Remember that while many people indeed will be confused and scared in dangerous situations, we also are evolved to respond to such situations with increased focus. So many of the people who practice drawing and shooting their self defense handgun periodically will certainly be able to respond sufficiently – and as I mentioned the evidence of actual shooting situations proves this.
Also, even if it were true that only a minority of people are able to actually pull out their pistol and defend themselves effectively in these types of scenarios, all that is necessary is for just one person in the area to take down the shooter. So if anything it seems to me that this argument only lends credibility to the view that more people should carry guns.
“Why don’t we just ban knives too? Someone can kill just as many people with a knife as with a gun.”
Guns were invented and are used because they are incredibly effective tools for killing. A knife cannot match it. A gun can be fired repeatedly from a distance and do more damage to a person while using a knife makes the fight more about each person’s strength and self defense skills, and it takes longer to attack each victim.
In fact, that’s a huge reason for why many people like myself support the use of firearms for self defense: they are equalizers. Sof if you use this “knife” argument then you are inadvertently arguing that no one needs a gun for self defense.
And we have examples of what happens when guns are used in a killing spree as compared to knives.
Examples from from the past few years when guns were used:
– 3 dead, 16 injured (Fort Hood, Texas in 2014)

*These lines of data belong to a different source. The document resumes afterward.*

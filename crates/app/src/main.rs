//! Entry point for the sgl demo.
//! Loads the demo asset set and reports OBJ parse timings.

mod config;

use std::{path::Path, time::Duration};

use anyhow::{Context, Result, bail};
use asset::{
    LoadedMesh, ObjStrategy,
    obj::load_obj_with,
    shader::ProgramSources,
    texture::TextureData,
};

use crate::config::{AppConfig, StrategyChoice};

/// Load `path` `repeat` times with one strategy and keep the fastest run.
fn best_of(path: &Path, strategy: ObjStrategy, repeat: u32) -> Result<LoadedMesh> {
    let mut best: Option<LoadedMesh> = None;
    for _ in 0..repeat.max(1) {
        let loaded = load_obj_with(path, strategy)
            .with_context(|| format!("Failed to load mesh with {} strategy", strategy))?;
        let faster = best
            .as_ref()
            .is_none_or(|b| loaded.stats.parse_time < b.stats.parse_time);
        if faster {
            best = Some(loaded);
        }
    }
    best.context("no load was run")
}

/// Run every requested strategy; with more than one, outputs must match.
fn load_mesh(config: &AppConfig) -> Result<LoadedMesh> {
    let mut runs: Vec<LoadedMesh> = Vec::new();
    for strategy in config.strategy.strategies() {
        runs.push(best_of(&config.obj, strategy, config.repeat)?);
    }

    for run in &runs {
        log::info!(
            "{:>6}: parse {:.3?}, remap {:.3?} (best of {})",
            run.stats.strategy,
            run.stats.parse_time,
            run.stats.remap_time,
            config.repeat
        );
    }

    if let [first, rest @ ..] = runs.as_slice() {
        for other in rest {
            if other.mesh != first.mesh {
                bail!(
                    "{} and {} strategies produced different meshes for {}",
                    first.stats.strategy,
                    other.stats.strategy,
                    config.obj.display()
                );
            }
            log::info!(
                "{} / {} parse time ratio: {:.2}",
                other.stats.strategy,
                first.stats.strategy,
                ratio(other.stats.parse_time, first.stats.parse_time)
            );
        }
    }

    runs.into_iter().next().context("no strategy selected")
}

fn ratio(a: Duration, b: Duration) -> f64 {
    a.as_secs_f64() / b.as_secs_f64().max(f64::EPSILON)
}

fn run(config: &AppConfig) -> Result<()> {
    let loaded = load_mesh(config)?;
    let mesh = &loaded.mesh;
    let stats = &loaded.stats;
    log::info!(
        "Mesh {}: {} v / {} vt / {} vn, {} triangles -> {} vertices ({} + {} + {} bytes to upload)",
        config.obj.display(),
        stats.positions,
        stats.texcoords,
        stats.normals,
        mesh.triangle_count(),
        mesh.vertex_count(),
        mesh.position_bytes().len(),
        mesh.texcoord_bytes().len(),
        mesh.normal_bytes().len()
    );
    if config.strategy == StrategyChoice::Both {
        log::info!("Strategies agree on {} vertices", mesh.vertex_count());
    }

    if let Some(path) = &config.texture {
        let texture = TextureData::load(path).context("Failed to load texture")?;
        log::info!("Texture ready: {}x{}", texture.width, texture.height);
    }

    if let Some(paths) = &config.shaders {
        let program = ProgramSources::load(&paths.vertex, &paths.fragment)
            .context("Failed to load shader sources")?;
        log::info!(
            "Shader sources ready: {} ({} bytes), {} ({} bytes)",
            program.vertex.path.display(),
            program.vertex.code.len(),
            program.fragment.path.display(),
            program.fragment.code.len()
        );
    }

    Ok(())
}

fn main() -> Result<()> {
    env_logger::Builder::from_env(env_logger::Env::default().default_filter_or("info")).init();

    let config = AppConfig::from_args(std::env::args().skip(1))?;
    log::info!(
        "Starting sgl. mesh={}, strategy={:?}, repeat={}",
        config.obj.display(),
        config.strategy,
        config.repeat
    );

    run(&config)?;

    log::info!("Done.");
    Ok(())
}
#[cfg(test)]
mod tests {
    use std::{fs, path::PathBuf};

    use super::*;

    /// Two triangles sharing the quad diagonal, every attribute distinct.
    const QUAD: &str = "\
# exported quad
o Quad
v 0.0 0.0 0.0
v 1.0 0.0 0.0
v 1.0 1.0 0.0
v 0.0 1.0 0.0
vt 0.0 0.0
vt 1.0 0.0
vt 1.0 1.0
vt 0.0 1.0
vn 0.0 0.0 1.0
vn 0.0 0.0 -1.0
vn 1.0 0.0 0.0
vn 0.0 1.0 0.0
usemtl None
s 1
f 1/1/1 2/2/2 3/3/3
f 1/1/1 3/3/3 4/4/4
";

    fn fixture(name: &str, contents: &str) -> PathBuf {
        let path = std::env::temp_dir().join(format!("asset-obj-{}-{name}.obj", std::process::id()));
        fs::write(&path, contents).expect("write fixture");
        path
    }

    #[test]
    fn end_to_end_quad_in_face_then_corner_order() {
        for strategy in ObjStrategy::ALL {
            let loaded = load_obj_from_str(QUAD, strategy).expect("parse quad");
            let mesh = &loaded.mesh;
            assert_eq!(mesh.vertex_count(), 6, "{strategy}");
            assert_eq!(mesh.texcoords.len(), 6);
            assert_eq!(mesh.normals.len(), 6);
            assert!(mesh.is_valid());

            assert_eq!(
                mesh.positions,
                vec![
                    [0.0, 0.0, 0.0],
                    [1.0, 0.0, 0.0],
                    [1.0, 1.0, 0.0],
                    [0.0, 0.0, 0.0],
                    [1.0, 1.0, 0.0],
                    [0.0, 1.0, 0.0],
                ]
            );
            assert_eq!(mesh.texcoords[5], [0.0, -1.0]);
            assert_eq!(mesh.normals[1], [0.0, 0.0, -1.0]);
            assert_eq!(mesh.normals[5], [0.0, 1.0, 0.0]);
        }
    }

    #[test]
    fn strategies_agree_on_well_formed_input() {
        let lines = load_obj_from_str(QUAD, ObjStrategy::Lines).unwrap();
        let tokens = load_obj_from_str(QUAD, ObjStrategy::Tokens).unwrap();
        assert_eq!(lines.mesh, tokens.mesh);
        assert_eq!(lines.stats.faces, tokens.stats.faces);
        assert_eq!(lines.stats.ignored_lines, tokens.stats.ignored_lines);
    }

    /// Quad with tabs, CRLF, blank lines, indentation and `w` components.
    const LOOSE_QUAD: &str = "o Quad\r\n\r\n\
\x20\x20v 0.0 0.0 0.0 1.0\r\n\
\tv 1.0\t0.0 0.0\r\n\
v  1.0  1.0  0.0\r\n\
v 0.0 1.0 0.0\r\n\
\r\n\
vt 0.0 0.0 0.0\r\n\
\tvt 1.0 0.0\r\n\
vt 1.0 1.0 0.0\r\n\
vt 0.0 1.0\r\n\
vn 0.0 0.0 1.0\r\n\
vn 0.0 0.0 -1.0\r\n\
\x20\x20vn 1.0 0.0 0.0\r\n\
vn 0.0 1.0 0.0\r\n\
\r\n\
\x20\x20f 1/1/1\t2/2/2  3/3/3\r\n\
f 1/1/1 3/3/3 4/4/4 \r\n";

    #[test]
    fn strategies_agree_on_loosely_formatted_input() {
        let reference = load_obj_from_str(QUAD, ObjStrategy::Tokens).unwrap().mesh;
        for strategy in ObjStrategy::ALL {
            let loaded = load_obj_from_str(LOOSE_QUAD, strategy)
                .unwrap_or_else(|e| panic!("{strategy}: {e}"));
            assert_eq!(loaded.mesh, reference, "{strategy}");
            assert_eq!(loaded.stats.faces, 2);
            assert_eq!(loaded.stats.ignored_lines, 1);
        }
    }

    #[test]
    fn strategies_agree_on_non_utf8_comments() {
        let src: &[u8] = b"# author: Jos\xE9\nv 0 0 0\nvt 0 0\nvn 0 0 1\nf 1/1/1 1/1/1 1/1/1\n";
        let lines = load_obj_from_reader(src, ObjStrategy::Lines).expect("lines");
        let tokens = load_obj_from_reader(src, ObjStrategy::Tokens).expect("tokens");
        assert_eq!(lines.mesh, tokens.mesh);
        assert_eq!(lines.mesh.vertex_count(), 3);
    }

    #[test]
    fn reader_entry_point_handles_small_buffers() {
        for strategy in ObjStrategy::ALL {
            let tiny = io::BufReader::with_capacity(5, QUAD.as_bytes());
            let loaded = load_obj_from_reader(tiny, strategy).expect("parse with tiny buffer");
            assert_eq!(loaded.stats.strategy, strategy);
            assert_eq!(loaded.mesh, load_obj_from_str(QUAD, strategy).unwrap().mesh);
        }
    }

    #[test]
    fn loaders_report_their_strategy() {
        for strategy in ObjStrategy::ALL {
            assert_eq!(strategy.loader().strategy(), strategy);
        }
    }

    #[test]
    fn texcoord_v_is_inverted() {
        let src = "v 0 0 0\nvn 0 0 1\nvt 0.2 0.7\nf 1/1/1 1/1/1 1/1/1\n";
        for strategy in ObjStrategy::ALL {
            let mesh = load_obj_from_str(src, strategy).unwrap().mesh;
            assert_eq!(mesh.texcoords[0], [0.2, -0.7]);
        }
    }

    #[test]
    fn corner_indices_select_their_own_pools() {
        let mut src = String::new();
        for i in 1..=5 {
            src.push_str(&format!("v {i}.0 0 0\n"));
        }
        src.push_str("vt 0.1 0.1\nvt 0.2 0.2\n");
        src.push_str("vn 1 0 0\nvn 0 1 0\nvn 0 0 1\n");
        src.push_str("f 5/2/3 1/1/1 2/1/2\n");

        for strategy in ObjStrategy::ALL {
            let mesh = load_obj_from_str(&src, strategy).unwrap().mesh;
            assert_eq!(mesh.positions[0], [5.0, 0.0, 0.0]);
            assert_eq!(mesh.texcoords[0], [0.2, -0.2]);
            assert_eq!(mesh.normals[0], [0.0, 0.0, 1.0]);
        }
    }

    #[test]
    fn unknown_tags_do_not_change_counts() {
        let noisy = format!("# header\ns off\ng group\nmtllib a.mtl\n{QUAD}l 1 2\n");
        for strategy in ObjStrategy::ALL {
            let clean = load_obj_from_str(QUAD, strategy).unwrap();
            let loaded = load_obj_from_str(&noisy, strategy).unwrap();
            let stats = loaded.stats;
            assert_eq!(
                (stats.positions, stats.texcoords, stats.normals, stats.faces),
                (4, 4, 4, 2)
            );
            assert_eq!(stats.ignored_lines, clean.stats.ignored_lines + 5);
            assert_eq!(loaded.mesh, clean.mesh);
        }
    }

    #[test]
    fn two_corner_face_is_rejected_by_token_parser() {
        let src = "v 0 0 0\nvt 0 0\nvn 0 0 1\nf 1/1/1 2/2/2\n";
        let err = load_obj_from_str(src, ObjStrategy::Tokens).unwrap_err();
        assert!(matches!(err, AssetError::UnsupportedFace { line: 4 }), "{err}");
        assert!(err.to_string().contains("exporting"));
    }

    #[test]
    fn polygons_and_relative_indices_are_rejected() {
        let quad_face = "v 0 0 0\nvt 0 0\nvn 0 0 1\nf 1/1/1 1/1/1 1/1/1 1/1/1\n";
        let relative = "v 0 0 0\nvt 0 0\nvn 0 0 1\nf -1/-1/-1 -1/-1/-1 -1/-1/-1\n";
        for src in [quad_face, relative] {
            assert!(matches!(
                load_obj_from_str(src, ObjStrategy::Tokens),
                Err(AssetError::UnsupportedFace { line: 4 })
            ));
            assert!(matches!(
                load_obj_from_str(src, ObjStrategy::Lines),
                Err(AssetError::Format { line: 4, .. })
            ));
        }
    }

    #[test]
    fn out_of_range_index_is_reported() {
        let src = "v 0 0 0\nvt 0 0\nvn 0 0 1\nf 1/1/1 1/3/1 1/1/1\n";
        for strategy in ObjStrategy::ALL {
            let err = load_obj_from_str(src, strategy).unwrap_err();
            match err {
                AssetError::IndexOutOfRange {
                    attribute,
                    index,
                    len,
                    corner,
                } => {
                    assert_eq!(attribute, Attribute::TexCoord);
                    assert_eq!((index, len, corner), (3, 1, 1));
                }
                other => panic!("unexpected error: {other}"),
            }
        }
    }

    #[test]
    fn zero_index_is_out_of_range() {
        let src = "v 0 0 0\nvt 0 0\nvn 0 0 1\nf 0/1/1 1/1/1 1/1/1\n";
        for strategy in ObjStrategy::ALL {
            assert!(matches!(
                load_obj_from_str(src, strategy),
                Err(AssetError::IndexOutOfRange {
                    attribute: Attribute::Position,
                    index: 0,
                    ..
                })
            ));
        }
    }

    #[test]
    fn missing_file_names_path_and_leaves_output_alone() {
        let path = std::env::temp_dir().join("asset-obj-does-not-exist.obj");
        let mut out = load_obj_from_str(QUAD, ObjStrategy::Lines).unwrap().mesh;
        let before = out.clone();

        let err = load_obj_into(&path, ObjStrategy::Tokens, &mut out).unwrap_err();
        assert!(matches!(err, AssetError::Open { .. }));
        assert!(err.to_string().contains("asset-obj-does-not-exist.obj"));
        assert_eq!(out, before);
    }

    #[test]
    fn failed_parse_leaves_output_alone_and_names_file() {
        let path = fixture("broken", "v 0 0 0\nf 1/1/1 1/1/1\n");
        let mut out = MeshData::default();
        let err = load_obj_into(&path, ObjStrategy::Tokens, &mut out).unwrap_err();
        fs::remove_file(&path).ok();

        assert!(out.is_empty());
        assert!(err.to_string().contains("asset-obj-"));
        assert!(matches!(err.root(), AssetError::UnsupportedFace { line: 2 }));
    }

    #[test]
    fn load_from_path_appends_on_success() {
        let path = fixture("quad", QUAD);
        let mesh = load_obj_from_path(&path).expect("load quad");
        let mut out = mesh.clone();
        let stats = load_obj_into(&path, ObjStrategy::Lines, &mut out).expect("append quad");
        fs::remove_file(&path).ok();

        assert_eq!(stats.strategy, ObjStrategy::Lines);
        assert_eq!(out.vertex_count(), 12);
        assert_eq!(out.positions[6..], mesh.positions[..]);
    }

    #[test]
    fn strategy_from_str() {
        assert_eq!("tokens".parse::<ObjStrategy>(), Ok(ObjStrategy::Tokens));
        assert_eq!("LINES".parse::<ObjStrategy>(), Ok(ObjStrategy::Lines));
        assert_eq!(
            "fast".parse::<ObjStrategy>(),
            Err(UnknownStrategy("fast".into()))
        );
        assert_eq!(ObjStrategy::default(), ObjStrategy::Tokens);
    }

    #[test]
    fn remap_lengths_follow_face_count() {
        let mut data = ObjData {
            positions: vec![[0.0; 3], [1.0; 3]],
            texcoords: vec![[0.0; 2]],
            normals: vec![[0.0, 0.0, 1.0]],
            ..ObjData::default()
        };
        data.push_face([[1, 1, 1], [2, 1, 1], [1, 1, 1]]);
        data.push_face([[2, 1, 1], [2, 1, 1], [1, 1, 1]]);

        let mesh = data.remap().unwrap();
        assert_eq!(data.face_count(), 2);
        assert_eq!(mesh.vertex_count(), 3 * data.face_count());
        assert_eq!(mesh.positions[3], [1.0; 3]);
    }
}
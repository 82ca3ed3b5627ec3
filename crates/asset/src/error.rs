//! Error types shared by the asset loaders.

use std::{fmt, io, path::PathBuf};

use thiserror::Error;

/// Which temporary pool an OBJ index refers to.
#[derive(Clone, Copy, Debug, PartialEq, Eq)]
pub enum Attribute {
    Position,
    TexCoord,
    Normal,
}

impl fmt::Display for Attribute {
    fn fmt(&self, f: &mut fmt::Formatter<'_>) -> fmt::Result {
        let name = match self {
            Attribute::Position => "position",
            Attribute::TexCoord => "texcoord",
            Attribute::Normal => "normal",
        };
        f.write_str(name)
    }
}

#[derive(Debug, Error)]
pub enum AssetError {
    #[error("Failed to open {}: {source}", path.display())]
    Open {
        path: PathBuf,
        #[source]
        source: io::Error,
    },

    #[error("Failed to read line {line}: {source}")]
    Read {
        line: usize,
        #[source]
        source: io::Error,
    },

    #[error("Malformed OBJ line {line}: {message}")]
    Format { line: usize, message: String },

    #[error(
        "Unsupported face on line {line}: expected `f p/t/n p/t/n p/t/n`. \
         Try exporting the model triangulated, with UVs and normals"
    )]
    UnsupportedFace { line: usize },

    /// Index 0 and indices past the end of the pool both land here.
    #[error("{attribute} index {index} out of range (pool has {len}) at corner {corner}")]
    IndexOutOfRange {
        attribute: Attribute,
        index: u32,
        len: usize,
        corner: usize,
    },

    #[error("{}: {source}", path.display())]
    InFile {
        path: PathBuf,
        #[source]
        source: Box<AssetError>,
    },

    #[error("Failed to decode image {}: {source}", path.display())]
    Texture {
        path: PathBuf,
        #[source]
        source: image::ImageError,
    },

    #[error("Texture data is {actual} bytes, expected {expected} for {width}x{height} RGBA8")]
    TextureSize {
        width: u32,
        height: u32,
        expected: usize,
        actual: usize,
    },

    #[error("Shader source {} is empty", path.display())]
    EmptyShader { path: PathBuf },
}

impl AssetError {
    /// Attach the originating file path to a parse or remap error.
    pub fn in_file(self, path: impl Into<PathBuf>) -> Self {
        match self {
            err @ (AssetError::Open { .. } | AssetError::InFile { .. }) => err,
            other => AssetError::InFile {
                path: path.into(),
                source: Box::new(other),
            },
        }
    }

    /// The innermost error, skipping `InFile` wrappers.
    pub fn root(&self) -> &AssetError {
        match self {
            AssetError::InFile { source, .. } => source.root(),
            other => other,
        }
    }
}

pub type AssetResult<T> = Result<T, AssetError>;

– 12 dead, 3 injured (Washington D.C. in 2013)
– 26 dead (Sandy Hook primary school in 2012).
– 12 dead, 70 injured (Aurora, Colorado in 2012)
– 6 dead, 14 injured (Tuscon, Arizona in 2011)
– 13 dead, 30 injured (Fort Hood, Texas in 2009)
– 32 dead, 17 injured (Virginia Tech university in 2007)
Compare those to these prominent examples from the same time frame when knives were used:
– 0 dead, 23 injured (Pittspurgh, Pennsylvania in 2014)
– 0 dead, 23 injured (Chengping, China in 2012)
– 8 dead, 5 injured (Nanping, China in 2010)
– 0 dead, 28 injured (Taixing, China in 2010)
– 0 dead, 17 injured (Leizhou, China in 2010)
– 9 dead, 11 injured (Hanzhong , China in 2010)
– 4 dead, 16 injured (Zibo, China in 2010)
The number of deaths vary in all these cases but overall it is clear that a knife is a less effective mass murder weapon.
“The National Guard is the modern form of ‘militia’ mentioned in the second amendment. We have the National Guard, so average citizens don’t need guns.”
First, the second amendment does not say that only a well regulated militia can have guns. It says that the right of “the people” to bear arms shall not be infringed; and elsewhere in the Constitution the term “the people” refers to individual rights of citizens, not just collective rights.
Second, the National Guard is a formal organization run by the government. It is not a militia run by the people and thus while it does provide for some of the purposes intended by the founders, such as suppressing insurrections or helping defend against foreign enemies, it does not provide for one of the main purposes that the founders desired: for “the people” to have protection against the federal government and professional forces.